[[ Supplied data open ]]
// src/lib.rs

//! Binary resolution for a source/binary package manager
//!
//! Given a dependency graph of recipes with their configurations, decides
//! for every package whether its binary comes from the local cache, is
//! downloaded or updated from a remote, is built from source, is skipped,
//! or is missing.
//!
//! # Architecture
//!
//! - Identity: a package is a recipe reference plus a configuration fingerprint
//! - Memoization: equal identities in one graph are decided once
//! - Private dependencies: skipped when their consumer already has a binary
//! - Local cache: file-locked per package, corrupt folders erased on sight
//! - Remotes: "not found" and "unavailable" degrade, they never abort

pub mod analyzer;
pub mod config;
pub mod decision;
mod error;
pub mod graph;
pub mod hash;
pub mod manifest;
pub mod memo;
pub mod policy;
pub mod recipe;
pub mod reference;
pub mod remote;
pub mod store;
pub mod workspace;

pub use analyzer::BinaryAnalyzer;
pub use config::ResolverConfig;
pub use decision::BinaryDecision;
pub use error::{Error, Result};
pub use graph::{DepsGraph, GraphNode, NodeId};
pub use memo::EvaluatedNodes;
pub use policy::{BuildMode, BuildPolicy};
pub use recipe::{Recipe, RecipeKind};
pub use reference::{PackageIdentity, RecipeRef, ResolvedPackageRef};
pub use remote::{FetchOutcome, HttpFetcher, Remote, RemoteFetcher, RemoteRegistry};
pub use store::{ArtifactStore, LocalCache, PackageLock};
pub use workspace::Workspace;
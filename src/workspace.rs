// src/workspace.rs

//! Workspace overrides: recipes whose packages come from a local source tree

use crate::reference::RecipeRef;
use std::collections::HashMap;
use std::path::{Path, PathBuf};

/// Recipes provided by local checkouts instead of binaries
///
/// Lookups ignore the recipe revision.
#[derive(Debug, Clone, Default)]
pub struct Workspace {
    packages: HashMap<RecipeRef, PathBuf>,
}

impl Workspace {
    pub fn new() -> Self {
        Self::default()
    }

    pub fn add(&mut self, recipe: &RecipeRef, path: impl Into<PathBuf>) {
        self.packages.insert(recipe.without_revision(), path.into());
    }

    /// Local source folder overriding this recipe, if any
    pub fn get(&self, recipe: &RecipeRef) -> Option<&Path> {
        self.packages
            .get(&recipe.without_revision())
            .map(PathBuf::as_path)
    }

    pub fn len(&self) -> usize {
        self.packages.len()
    }

    pub fn is_empty(&self) -> bool {
        self.packages.is_empty()
    }
}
[[ Supplied data closed ]]
Your assignment>
Each line of the records above that holds the word "PathBuf" should be counted, and only the final number stated.

Answer section>
4